Social Security Disability Demographics in Rural America
Published: 2013-07-29 - Updated: 2021-08-30
Author: Thomas C. Weiss | Contact: Disabled World (www.disabled-world.com)
Synopsis: Document examines several employment statistics and rates of disability in certain rural areas of the United States. Disability benefits are received by those who experience persistent physical or mental forms of disabilities such as chronic back pain, cancer, schizophrenia, or persistent anxiety. Overall, approximately 6% of the working-age population in the United States receives disability payments through Social Security Disability programs (SSDI) or Supplemental Security Income (SSI)
The year 1957 found the Social Security Disability system beginning as a way to help people who were too ill to work. By the year 2009, greater than 9.6 million people in the United States were counted as being disabled. The rates of disability in rural areas of the United States are 80% higher than they are in the cities of this nation.
More than one-fourth of working-age adults in Buchanan County, Virginia for example, received disability payments from the Social Security Administration in the year 2009. There were almost 16,000 working-age adults in Buchanan County at this time; the County is a coal mining one next to Kentucky and West Virginia. Slightly more than 4,400 people were counted as being disabled.
Chart showing the percentages of people receiving Social Security Disability by area
Of the more than 9.6 million people in the United States who received Social Security Disability payments, qualification meant showing they were unable to work due to a disability, and that the disability was expected to last for more than one year. Disability benefits are received by those who experience persistent physical or mental forms of disabilities such as chronic back pain, cancer, schizophrenia, or persistent anxiety. The qualification process for the Social Security Disability program has become more difficult over time, experiencing backlogs of applicants.

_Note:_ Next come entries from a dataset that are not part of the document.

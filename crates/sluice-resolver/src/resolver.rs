use std::collections::{BTreeMap, HashSet};
use std::path::PathBuf;

use async_trait::async_trait;
use tokio::sync::Mutex;
use tracing::{debug, info, instrument, warn};

use sluice_config::CapabilityRequirement;
use sluice_packet::Packet;
use sluice_registry::{CapabilityProvider, CapabilityRegistry, InstalledCapability, RegistryError};

use crate::error::{DependencyError, MissingCapability};

/// Capability name to the concrete location handed to execution units.
pub type ResolvedCapabilities = BTreeMap<String, PathBuf>;

/// Checks that everything a packet requires is available.
#[async_trait]
pub trait DependencyResolver: Send + Sync {
  /// Resolve every declared capability of `packet`.
  ///
  /// On failure the error lists all unsatisfied requirements, not only the
  /// first one found.
  async fn ensure_ready(&self, packet: &Packet) -> Result<ResolvedCapabilities, DependencyError>;
}

/// Resolver backed by a capability registry and an optional provider for
/// install-on-demand.
pub struct StandardResolver<R: CapabilityRegistry> {
  registry: R,
  provider: Option<Box<dyn CapabilityProvider>>,
  /// Requirements that have already had their one install attempt.
  attempted: Mutex<HashSet<CapabilityRequirement>>,
}

impl<R: CapabilityRegistry> StandardResolver<R> {
  pub fn new(registry: R) -> Self {
    Self {
      registry,
      provider: None,
      attempted: Mutex::new(HashSet::new()),
    }
  }

  pub fn with_provider(mut self, provider: impl CapabilityProvider + 'static) -> Self {
    self.provider = Some(Box::new(provider));
    self
  }

  pub fn registry(&self) -> &R {
    &self.registry
  }

  /// Resolve a single requirement, installing it if allowed.
  async fn resolve_one(
    &self,
    requirement: &CapabilityRequirement,
  ) -> Result<Result<PathBuf, MissingCapability>, RegistryError> {
    if let Some(installed) = self
      .registry
      .get(&requirement.name, Some(&requirement.version))
      .await?
    {
      return Ok(check_kind(requirement, installed));
    }

    let Some(provider) = &self.provider else {
      return Ok(Err(missing(requirement, "not installed")));
    };

    // Installs are serialized so concurrent requests for the same
    // requirement share the single attempt.
    let mut attempted = self.attempted.lock().await;
    if let Some(installed) = self
      .registry
      .get(&requirement.name, Some(&requirement.version))
      .await?
    {
      return Ok(check_kind(requirement, installed));
    }
    if !attempted.insert(requirement.clone()) {
      debug!(capability = %requirement, "install_already_attempted");
      return Ok(Err(missing(
        requirement,
        "not installed; install already attempted",
      )));
    }

    let package = match provider.locate(requirement).await {
      Ok(Some(package)) => package,
      Ok(None) => return Ok(Err(missing(requirement, "not installed; no provider offers it"))),
      Err(e) => {
        warn!(capability = %requirement, error = %e, "capability_locate_failed");
        return Ok(Err(missing(requirement, &format!("provider failed: {e}"))));
      }
    };

    info!(capability = %requirement, package = %package.display(), "capability_install_on_demand");
    match self.registry.install(&package).await {
      Ok(installed)
        if installed.manifest.name == requirement.name
          && installed.manifest.version == requirement.version =>
      {
        Ok(check_kind(requirement, installed))
      }
      Ok(installed) => {
        let e = RegistryError::PackageMismatch {
          expected: requirement.to_string(),
          actual: format!("{}@{}", installed.manifest.name, installed.manifest.version),
        };
        warn!(capability = %requirement, error = %e, "capability_install_failed");
        Ok(Err(missing(requirement, &e.to_string())))
      }
      Err(e) => {
        warn!(capability = %requirement, error = %e, "capability_install_failed");
        Ok(Err(missing(requirement, &format!("install failed: {e}"))))
      }
    }
  }
}

fn missing(requirement: &CapabilityRequirement, reason: &str) -> MissingCapability {
  MissingCapability {
    requirement: requirement.clone(),
    reason: reason.to_string(),
  }
}

fn check_kind(
  requirement: &CapabilityRequirement,
  installed: InstalledCapability,
) -> Result<PathBuf, MissingCapability> {
  if installed.manifest.kind != requirement.kind {
    return Err(missing(
      requirement,
      &format!(
        "installed as {}, required {}",
        installed.manifest.kind, requirement.kind
      ),
    ));
  }
  Ok(installed.location)
}

#[async_trait]
impl<R: CapabilityRegistry> DependencyResolver for StandardResolver<R> {
  #[instrument(skip(self, packet), fields(packet = %packet.id))]
  async fn ensure_ready(&self, packet: &Packet) -> Result<ResolvedCapabilities, DependencyError> {
    let mut resolved = ResolvedCapabilities::new();
    let mut unsatisfied = Vec::new();

    for requirement in &packet.requires {
      match self.resolve_one(requirement).await? {
        Ok(location) => {
          resolved.insert(requirement.name.clone(), location);
        }
        Err(missing) => unsatisfied.push(missing),
      }
    }

    if unsatisfied.is_empty() {
      debug!(count = resolved.len(), "dependencies_ready");
      Ok(resolved)
    } else {
      warn!(missing = unsatisfied.len(), "dependencies_missing");
      Err(DependencyError::Missing(unsatisfied))
    }
  }
}
use std::path::Path;

use serde_json::json;
use sluice_packet::Packet;
use sluice_registry::{CapabilityRegistry, FsCapabilityRegistry, MirrorProvider};
use sluice_resolver::{DependencyError, DependencyResolver, StandardResolver};

fn write_package(root: &Path, name: &str, version: &str) {
  let dir = root.join(sluice_config::dir_name(name, version));
  std::fs::create_dir_all(&dir).unwrap();
  std::fs::write(
    dir.join("capability.json"),
    json!({ "name": name, "version": version, "kind": "model" }).to_string(),
  )
  .unwrap();
  std::fs::write(dir.join("weights.bin"), b"0123").unwrap();
}

fn packet() -> Packet {
  let graph = serde_json::from_value(json!({
    "nodes": [ { "id": "1", "kind": "Load", "inputs": { "ckpt": "model-X" } } ]
  }))
  .unwrap();
  let manifest = serde_json::from_value(json!({
    "name": "p",
    "version": "1",
    "requires": [
      { "name": "vendor/model-X", "version": "1.0" },
      { "name": "model-Y", "version": "2" }
    ]
  }))
  .unwrap();
  Packet::from_defs(graph, manifest).unwrap()
}

#[tokio::test]
async fn test_installs_from_mirror_into_registry() {
  let capabilities = tempfile::tempdir().unwrap();
  let packages = tempfile::tempdir().unwrap();
  write_package(packages.path(), "vendor/model-X", "1.0");
  write_package(packages.path(), "model-Y", "2");

  let resolver = StandardResolver::new(FsCapabilityRegistry::new(capabilities.path()))
    .with_provider(MirrorProvider::new(packages.path()));

  let resolved = resolver.ensure_ready(&packet()).await.unwrap();
  let location = &resolved["vendor/model-X"];
  assert!(location.starts_with(capabilities.path()));
  assert!(location.join("weights.bin").exists());

  let installed = resolver.registry().list().await.unwrap();
  assert_eq!(installed.len(), 2);
}

#[tokio::test]
async fn test_missing_from_mirror_is_reported() {
  let capabilities = tempfile::tempdir().unwrap();
  let packages = tempfile::tempdir().unwrap();
  write_package(packages.path(), "vendor/model-X", "1.0");

  let resolver = StandardResolver::new(FsCapabilityRegistry::new(capabilities.path()))
    .with_provider(MirrorProvider::new(packages.path()));

  let err = resolver.ensure_ready(&packet()).await.unwrap_err();
  match err {
    DependencyError::Missing(missing) => {
      assert_eq!(missing.len(), 1);
      assert_eq!(missing[0].requirement.name, "model-Y");
    }
    other => panic!("unexpected error: {other}"),
  }

  // model-X was still installed by the first pass.
  assert!(
    resolver
      .registry()
      .get("vendor/model-X", Some("1.0"))
      .await
      .unwrap()
      .is_some()
  );
}
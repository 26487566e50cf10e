use std::collections::{HashMap, HashSet};
use std::sync::Arc;

use sluice_config::{ConfigError, EngineConfig, StrategyDef, TierDef};

use crate::error::OrchestratorError;

/// A concrete way to run a unit, by name.
#[derive(Debug, Clone, PartialEq)]
pub struct Strategy {
  pub name: String,
  pub def: StrategyDef,
}

/// The tier a request runs at and the strategy serving it.
#[derive(Debug, Clone, PartialEq, Eq)]
pub struct Selection {
  pub tier: String,
  pub strategy: String,
}

/// Immutable map from quality tier (and packet kind) to execution strategy.
///
/// Built once from configuration and shared read-only.
#[derive(Debug)]
pub struct StrategyMap {
  strategies: HashMap<String, Arc<Strategy>>,
  tiers: HashMap<String, TierDef>,
}

impl StrategyMap {
  pub fn from_config(config: &EngineConfig) -> Result<Self, ConfigError> {
    config.validate()?;
    let strategies = config
      .strategies
      .iter()
      .map(|(name, def)| {
        (
          name.clone(),
          Arc::new(Strategy {
            name: name.clone(),
            def: def.clone(),
          }),
        )
      })
      .collect();
    Ok(Self {
      strategies,
      tiers: config.tiers.clone(),
    })
  }

  pub fn strategy(&self, name: &str) -> Option<Arc<Strategy>> {
    self.strategies.get(name).cloned()
  }

  pub fn strategies(&self) -> impl Iterator<Item = &Arc<Strategy>> {
    self.strategies.values()
  }

  pub fn has_tier(&self, tier: &str) -> bool {
    self.tiers.contains_key(tier)
  }

  /// Strategy for `tier`, honouring a per-kind override.
  pub fn select(&self, tier: &str, kind: Option<&str>) -> Result<Selection, OrchestratorError> {
    let def = self
      .tiers
      .get(tier)
      .ok_or_else(|| OrchestratorError::UnknownTier {
        tier: tier.to_string(),
      })?;
    let strategy = kind
      .and_then(|k| def.kinds.get(k))
      .unwrap_or(&def.strategy);
    Ok(Selection {
      tier: tier.to_string(),
      strategy: strategy.clone(),
    })
  }

  /// Tiers below `tier` along its `degrade_to` chain, nearest first.
  pub fn degrade_chain(&self, tier: &str, kind: Option<&str>) -> Vec<Selection> {
    let mut chain = Vec::new();
    let mut seen = HashSet::from([tier.to_string()]);
    let mut current = self.tiers.get(tier).and_then(|t| t.degrade_to.clone());
    while let Some(next) = current {
      if !seen.insert(next.clone()) {
        break;
      }
      let Ok(selection) = self.select(&next, kind) else {
        break;
      };
      current = self.tiers.get(&next).and_then(|t| t.degrade_to.clone());
      chain.push(selection);
    }
    chain
  }
}

#[cfg(test)]
mod tests {
  use super::*;
  use serde_json::json;

  fn map() -> StrategyMap {
    let config: EngineConfig = serde_json::from_value(json!({
      "strategies": {
        "gpu": { "command": "run-gpu" },
        "gpu-large": { "command": "run-gpu", "args": ["--large"] },
        "cpu": { "command": "run-cpu", "capacity": 4 }
      },
      "tiers": {
        "final": { "strategy": "gpu", "kinds": { "video": "gpu-large" }, "degrade_to": "preview" },
        "preview": { "strategy": "gpu", "degrade_to": "draft" },
        "draft": { "strategy": "cpu" }
      }
    }))
    .unwrap();
    StrategyMap::from_config(&config).unwrap()
  }

  #[test]
  fn test_select_by_tier() {
    let selection = map().select("draft", Some("image")).unwrap();
    assert_eq!(selection.strategy, "cpu");
  }

  #[test]
  fn test_kind_override() {
    let map = map();
    assert_eq!(map.select("final", Some("video")).unwrap().strategy, "gpu-large");
    assert_eq!(map.select("final", Some("image")).unwrap().strategy, "gpu");
    assert_eq!(map.select("final", None).unwrap().strategy, "gpu");
  }

  #[test]
  fn test_unknown_tier() {
    assert_eq!(
      map().select("ultra", None),
      Err(OrchestratorError::UnknownTier {
        tier: "ultra".to_string()
      })
    );
  }

  #[test]
  fn test_degrade_chain_is_ordered() {
    let chain = map().degrade_chain("final", None);
    let tiers: Vec<&str> = chain.iter().map(|s| s.tier.as_str()).collect();
    assert_eq!(tiers, vec!["preview", "draft"]);
    assert!(map().degrade_chain("draft", None).is_empty());
  }

  #[test]
  fn test_invalid_config_is_rejected() {
    let config: EngineConfig = serde_json::from_value(json!({
      "tiers": { "final": { "strategy": "missing" } }
    }))
    .unwrap();
    assert!(StrategyMap::from_config(&config).is_err());
  }
}
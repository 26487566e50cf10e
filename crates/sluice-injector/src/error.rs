use sluice_config::ParamType;
use thiserror::Error;

/// Caller-fixable errors in supplied parameter values.
#[derive(Debug, Error, PartialEq)]
pub enum ParameterError {
  /// The manifest declares no parameter with this name.
  #[error("unknown parameter: {name}")]
  UnknownParameter { name: String },

  #[error("parameter '{name}' expects {expected}, got {actual}")]
  TypeMismatch {
    name: String,
    expected: ParamType,
    actual: String,
  },

  /// An object value carrying the `$link` key would be read back as an edge.
  #[error("parameter '{name}' may not carry a '$link' key")]
  LinkValue { name: String },

  /// More than one node carries the parameter's label.
  #[error("parameter '{name}' is ambiguous: {count} nodes are labelled '{label}'")]
  AmbiguousLabel {
    name: String,
    label: String,
    count: usize,
  },

  /// The parameter's target is not a settable input of the graph.
  #[error("parameter '{name}' has no settable target '{label}.{input}'")]
  UnresolvedTarget {
    name: String,
    label: String,
    input: String,
  },
}
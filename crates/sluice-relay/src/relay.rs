use std::collections::{HashMap, HashSet, VecDeque};
use std::sync::atomic::{AtomicU64, Ordering};
use std::sync::{Arc, Mutex, PoisonError};

use futures::Stream;
use serde::{Deserialize, Serialize};
use sluice_config::{DisconnectPolicy, RelayConfig};
use tracing::{debug, info, trace};

use crate::emitter::EventPublisher;
use crate::event::Event;
use crate::outbox::Outbox;

/// Identifies a client session across disconnects.
#[derive(Debug, Clone, Copy, PartialEq, Eq, Hash, PartialOrd, Ord, Serialize, Deserialize)]
#[serde(transparent)]
pub struct SessionId(pub u64);

impl std::fmt::Display for SessionId {
  fn fmt(&self, f: &mut std::fmt::Formatter<'_>) -> std::fmt::Result {
    write!(f, "{}", self.0)
  }
}

/// Fans events out to the sessions subscribed to their request id.
#[derive(Clone)]
pub struct EventRelay {
  inner: Arc<RelayInner>,
}

struct RelayInner {
  policy: DisconnectPolicy,
  session_buffer: usize,
  max_detached: usize,
  next_session: AtomicU64,
  state: Mutex<RelayState>,
}

#[derive(Default)]
struct RelayState {
  sessions: HashMap<SessionId, SessionEntry>,
  /// request id -> subscribed sessions, in subscription order.
  subscribers: HashMap<String, Vec<SessionId>>,
  /// Detached sessions, longest detached first.
  detached: VecDeque<SessionId>,
}

impl RelayState {
  fn remove_session(&mut self, id: SessionId) -> bool {
    let Some(entry) = self.sessions.remove(&id) else {
      return false;
    };
    for request_id in &entry.subscriptions {
      remove_subscriber(&mut self.subscribers, request_id, id);
    }
    self.detached.retain(|d| *d != id);
    entry.outbox.close();
    true
  }
}

struct SessionEntry {
  outbox: Arc<Outbox>,
  attached: bool,
  subscriptions: HashSet<String>,
}

impl EventRelay {
  pub fn new(config: &RelayConfig) -> Self {
    Self {
      inner: Arc::new(RelayInner {
        policy: config.disconnect_policy,
        session_buffer: config.session_buffer,
        max_detached: config.max_detached,
        next_session: AtomicU64::new(1),
        state: Mutex::new(RelayState::default()),
      }),
    }
  }

  fn lock(&self) -> std::sync::MutexGuard<'_, RelayState> {
    self
      .inner
      .state
      .lock()
      .unwrap_or_else(PoisonError::into_inner)
  }

  /// Open a new session.
  pub fn connect(&self) -> Session {
    let id = SessionId(self.inner.next_session.fetch_add(1, Ordering::Relaxed));
    let outbox = Arc::new(Outbox::new(self.inner.session_buffer));
    self.lock().sessions.insert(
      id,
      SessionEntry {
        outbox: outbox.clone(),
        attached: true,
        subscriptions: HashSet::new(),
      },
    );
    debug!(session = %id, "session_connected");
    Session {
      id,
      outbox,
      relay: self.clone(),
      detached: false,
    }
  }

  /// Resume a detached session. Events buffered while it was away are
  /// delivered first.
  ///
  /// Returns `None` if the session is unknown or still attached.
  pub fn reattach(&self, id: SessionId) -> Option<Session> {
    let mut state = self.lock();
    let entry = state.sessions.get_mut(&id)?;
    if entry.attached {
      return None;
    }
    entry.attached = true;
    let outbox = entry.outbox.clone();
    state.detached.retain(|d| *d != id);
    info!(session = %id, buffered = outbox.len(), "session_reattached");
    Some(Session {
      id,
      outbox,
      relay: self.clone(),
      detached: false,
    })
  }

  /// Discard a session and anything buffered for it.
  pub fn forget(&self, id: SessionId) -> bool {
    let removed = self.lock().remove_session(id);
    if removed {
      debug!(session = %id, "session_forgotten");
    }
    removed
  }

  /// Close every session; pending `recv` calls return `None` once drained.
  pub fn shutdown(&self) {
    let mut state = self.lock();
    for entry in state.sessions.values() {
      entry.outbox.close();
    }
    state.sessions.clear();
    state.subscribers.clear();
    state.detached.clear();
  }

  pub fn session_count(&self) -> usize {
    self.lock().sessions.len()
  }

  /// Number of sessions currently subscribed to `request_id`.
  pub fn subscriber_count(&self, request_id: &str) -> usize {
    self
      .lock()
      .subscribers
      .get(request_id)
      .map_or(0, Vec::len)
  }

  fn subscribe(&self, id: SessionId, request_id: &str) {
    let mut state = self.lock();
    let Some(entry) = state.sessions.get_mut(&id) else {
      return;
    };
    if !entry.subscriptions.insert(request_id.to_string()) {
      return;
    }
    state
      .subscribers
      .entry(request_id.to_string())
      .or_default()
      .push(id);
    trace!(session = %id, request_id, "session_subscribed");
  }

  fn unsubscribe(&self, id: SessionId, request_id: &str) {
    let mut state = self.lock();
    if let Some(entry) = state.sessions.get_mut(&id) {
      entry.subscriptions.remove(request_id);
    }
    remove_subscriber(&mut state.subscribers, request_id, id);
  }

  fn detach(&self, id: SessionId) {
    match self.inner.policy {
      DisconnectPolicy::Buffer => {
        let mut state = self.lock();
        let Some(entry) = state.sessions.get_mut(&id) else {
          return;
        };
        // Nothing to replay and nothing left to wait for.
        if entry.subscriptions.is_empty() && entry.outbox.len() == 0 {
          state.remove_session(id);
          debug!(session = %id, "session_closed");
          return;
        }
        entry.attached = false;
        state.detached.push_back(id);
        info!(session = %id, "session_detached");

        while state.detached.len() > self.inner.max_detached {
          let Some(oldest) = state.detached.front().copied() else {
            break;
          };
          state.remove_session(oldest);
          info!(session = %oldest, "detached_session_evicted");
        }
      }
      DisconnectPolicy::Drop => {
        self.forget(id);
        info!(session = %id, "session_dropped");
      }
    }
  }
}

fn remove_subscriber(
  subscribers: &mut HashMap<String, Vec<SessionId>>,
  request_id: &str,
  id: SessionId,
) {
  if let Some(ids) = subscribers.get_mut(request_id) {
    ids.retain(|s| *s != id);
    if ids.is_empty() {
      subscribers.remove(request_id);
    }
  }
}

impl EventPublisher for EventRelay {
  fn publish(&self, event: Event) {
    let mut guard = self.lock();
    let RelayState {
      sessions,
      subscribers,
      ..
    } = &mut *guard;

    let Some(ids) = subscribers.get(&event.request_id) else {
      trace!(request_id = %event.request_id, sequence = event.sequence, "event_unobserved");
      return;
    };
    for id in ids {
      if let Some(entry) = sessions.get(id) {
        entry.outbox.push(id.0, event.clone());
      }
    }

    // The request is over; release its subscriptions.
    if event.is_final()
      && let Some(ids) = subscribers.remove(&event.request_id)
    {
      for id in ids {
        if let Some(entry) = sessions.get_mut(&id) {
          entry.subscriptions.remove(&event.request_id);
        }
      }
    }
  }
}

/// A client's view of the relay.
///
/// Dropping a session detaches it, as does [`Session::disconnect`].
pub struct Session {
  id: SessionId,
  outbox: Arc<Outbox>,
  relay: EventRelay,
  detached: bool,
}

impl Session {
  pub fn id(&self) -> SessionId {
    self.id
  }

  /// Receive events for `request_id` from now on.
  pub fn subscribe(&self, request_id: &str) {
    self.relay.subscribe(self.id, request_id);
  }

  pub fn unsubscribe(&self, request_id: &str) {
    self.relay.unsubscribe(self.id, request_id);
  }

  /// Next event for any subscribed request. `None` once the relay has
  /// closed this session.
  pub async fn recv(&self) -> Option<Event> {
    self.outbox.pop().await
  }

  pub fn try_recv(&self) -> Option<Event> {
    self.outbox.try_pop()
  }

  /// Events queued and not yet received.
  pub fn pending(&self) -> usize {
    self.outbox.len()
  }

  /// Events discarded because the session's buffer was full.
  pub fn dropped(&self) -> u64 {
    self.outbox.dropped()
  }

  /// Detach from the relay, returning the id to reattach with.
  pub fn disconnect(mut self) -> SessionId {
    self.detached = true;
    self.relay.detach(self.id);
    self.id
  }

  /// The session as a stream of events.
  pub fn into_stream(self) -> impl Stream<Item = Event> + Send {
    futures::stream::unfold(self, |session| async move {
      let event = session.recv().await?;
      Some((event, session))
    })
  }
}

impl Drop for Session {
  fn drop(&mut self) {
    if !self.detached {
      self.relay.detach(self.id);
    }
  }
}

#[cfg(test)]
mod tests {
  use super::*;
  use crate::emitter::EventEmitter;
  use crate::event::{EventBody, ProgressUpdate, RequestState};

  fn relay(policy: DisconnectPolicy, session_buffer: usize) -> EventRelay {
    EventRelay::new(&RelayConfig {
      disconnect_policy: policy,
      session_buffer,
      max_detached: 8,
    })
  }

  fn emitter(relay: &EventRelay, request_id: &str) -> EventEmitter {
    EventEmitter::new(request_id, Arc::new(relay.clone()))
  }

  #[tokio::test]
  async fn test_only_subscribed_sessions_receive() {
    let relay = relay(DisconnectPolicy::Buffer, 16);
    let a = relay.connect();
    let b = relay.connect();
    a.subscribe("r1");
    b.subscribe("r2");

    let mut r1 = emitter(&relay, "r1");
    r1.transition(RequestState::Queued, None);

    let event = a.recv().await.unwrap();
    assert_eq!(event.request_id, "r1");
    assert!(b.try_recv().is_none());
  }

  #[tokio::test]
  async fn test_per_request_order_is_preserved() {
    let relay = relay(DisconnectPolicy::Buffer, 64);
    let session = relay.connect();
    session.subscribe("r1");
    session.subscribe("r2");

    let mut r1 = emitter(&relay, "r1");
    let mut r2 = emitter(&relay, "r2");
    for i in 0..10 {
      r1.progress(ProgressUpdate {
        progress: Some(i as f64 / 10.0),
        ..Default::default()
      });
      r2.progress(ProgressUpdate::default());
    }

    let mut last: HashMap<String, u64> = HashMap::new();
    while let Some(event) = session.try_recv() {
      if let Some(previous) = last.get(&event.request_id) {
        assert!(event.sequence > *previous);
      }
      last.insert(event.request_id.clone(), event.sequence);
    }
    assert_eq!(last["r1"], 9);
    assert_eq!(last["r2"], 9);
  }

  #[tokio::test]
  async fn test_full_buffer_drops_oldest() {
    let relay = relay(DisconnectPolicy::Buffer, 3);
    let session = relay.connect();
    session.subscribe("r1");

    let mut r1 = emitter(&relay, "r1");
    for _ in 0..5 {
      r1.progress(ProgressUpdate::default());
    }

    assert_eq!(session.pending(), 3);
    assert_eq!(session.dropped(), 2);
    assert_eq!(session.try_recv().unwrap().sequence, 2);
  }

  #[tokio::test]
  async fn test_buffer_policy_replays_on_reattach() {
    let relay = relay(DisconnectPolicy::Buffer, 16);
    let session = relay.connect();
    session.subscribe("r1");
    let id = session.disconnect();

    let mut r1 = emitter(&relay, "r1");
    r1.transition(RequestState::Queued, None);
    r1.transition(RequestState::Dispatched, None);

    let session = relay.reattach(id).unwrap();
    assert!(relay.reattach(id).is_none());
    assert_eq!(session.recv().await.unwrap().sequence, 0);
    assert_eq!(session.recv().await.unwrap().sequence, 1);
  }

  #[tokio::test]
  async fn test_drop_policy_removes_session() {
    let relay = relay(DisconnectPolicy::Drop, 16);
    let session = relay.connect();
    session.subscribe("r1");
    let id = session.disconnect();

    assert_eq!(relay.session_count(), 0);
    assert_eq!(relay.subscriber_count("r1"), 0);
    assert!(relay.reattach(id).is_none());

    // Publishing to nobody is fine.
    emitter(&relay, "r1").transition(RequestState::Queued, None);
  }

  #[tokio::test]
  async fn test_detached_sessions_are_bounded() {
    let relay = EventRelay::new(&RelayConfig {
      disconnect_policy: DisconnectPolicy::Buffer,
      session_buffer: 16,
      max_detached: 2,
    });
    let mut ids = Vec::new();
    for request_id in ["r1", "r2", "r3"] {
      let session = relay.connect();
      session.subscribe(request_id);
      ids.push(session.disconnect());
    }

    assert_eq!(relay.session_count(), 2);
    assert_eq!(relay.subscriber_count("r1"), 0);
    assert!(relay.reattach(ids[0]).is_none());
    assert!(relay.reattach(ids[2]).is_some());
  }

  #[tokio::test]
  async fn test_idle_session_is_closed_on_disconnect() {
    let relay = relay(DisconnectPolicy::Buffer, 16);
    let session = relay.connect();
    session.subscribe("r1");
    let mut r1 = emitter(&relay, "r1");
    r1.transition(RequestState::Running, None);
    r1.cancel(None);
    while session.try_recv().is_some() {}

    let id = session.disconnect();
    assert_eq!(relay.session_count(), 0);
    assert!(relay.reattach(id).is_none());
  }

  #[tokio::test]
  async fn test_dropping_session_detaches() {
    let relay = relay(DisconnectPolicy::Buffer, 16);
    let id = {
      let session = relay.connect();
      session.subscribe("r1");
      session.id()
    };
    emitter(&relay, "r1").transition(RequestState::Queued, None);

    let session = relay.reattach(id).unwrap();
    assert_eq!(session.pending(), 1);
  }

  #[tokio::test]
  async fn test_final_event_releases_subscription() {
    let relay = relay(DisconnectPolicy::Buffer, 16);
    let session = relay.connect();
    session.subscribe("r1");

    let mut r1 = emitter(&relay, "r1");
    r1.transition(RequestState::Running, None);
    r1.cancel(None);
    assert_eq!(relay.subscriber_count("r1"), 0);

    let events: Vec<Event> = std::iter::from_fn(|| session.try_recv()).collect();
    assert_eq!(events.len(), 2);
    assert_eq!(events[1].new_state(), Some(RequestState::Cancelled));
  }

  #[tokio::test]
  async fn test_recv_wakes_on_publish() {
    let relay = relay(DisconnectPolicy::Buffer, 16);
    let session = relay.connect();
    session.subscribe("r1");

    let publisher = relay.clone();
    let handle = tokio::spawn(async move {
      tokio::time::sleep(std::time::Duration::from_millis(20)).await;
      emitter(&publisher, "r1").progress(ProgressUpdate::default());
    });

    let event = tokio::time::timeout(std::time::Duration::from_secs(2), session.recv())
      .await
      .unwrap()
      .unwrap();
    assert!(matches!(event.body, EventBody::Progress(_)));
    handle.await.unwrap();
  }

  #[tokio::test]
  async fn test_shutdown_ends_stream() {
    use futures::StreamExt;

    let relay = relay(DisconnectPolicy::Buffer, 16);
    let session = relay.connect();
    session.subscribe("r1");
    emitter(&relay, "r1").transition(RequestState::Queued, None);
    relay.shutdown();

    let events: Vec<Event> = session.into_stream().collect().await;
    assert_eq!(events.len(), 1);
  }
}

Interestingly, even though the coal mining region of the Appalachian mountains has a number of Counties with greater than 10% of the adult population qualifying for the Social Security Disability program, other counties find only a mere 1-2% of people qualifying as being disabled. In Washington, D.C. Where Social Security is at the very center of a national debate concerning federal spending, only 3.2% of adults qualify as being disabled. By contrast, there are notable areas of high disability rates among people of working-age in the states of Mississippi, Alabama, Maine, and in the Ozarks.
On a national level, 4.6% of adults received disabilities benefits through the Social Security Administration. In the rural areas of the United States, 7.6% of adults received Social Security Disability benefits. Areas with small cities with populations between 10,000-50,000 found 6.5% of working-age adults qualifying for the Social Security Disability program. It is clear that rural areas are more dependent upon disability benefits than metropolitan areas. The average monthly benefit in the year 2009 was $1,064.
Disability payments are concentrated in Counties where the jobs available require manual labor and where unemployment is high. Timbering and mining are big industries in a number of the Counties with the highest percentages of people on the Social Security Disability program. The same Counties are also ones with historically high rates of unemployment.
Overall, approximately 6% of the working-age population in the United States receives disability payments through either the Social Security Disability program (SSDI) or Supplemental Security Income (SSI), yet some southern and Appalachian states have higher rates of more than 10%. Some critics choose to interpret the disparity as evidence of issues with the programs themselves, but the fact is that it reflects some key economic and demographic factors.
A workforce that is less-educated is certainly the most powerful factor. States with low rates of high school graduates usually have high rates of those who receive benefits from Social Security programs. Where older workers are concerned, SSDI and SSI explicitly consider educational and vocational factors when determining a person's eligibility. The reason for this is because people who are less-educated whose mental or physical impairment is so severe they are unable to perform their previous work are less able to adapt to other employment than those who are better-educated.
The risk of experiencing a form of disability rises sharply as a person ages. The average beneficiary of SSDI is in their late middle age; 70% are over the age of 50, while 30% are over the age of 60. Appalachia and New England have a higher median age than most of the rest of the United States, something that increases their rates of those on SSDI or SSI when compared with states that have younger people such as the West and Southwest.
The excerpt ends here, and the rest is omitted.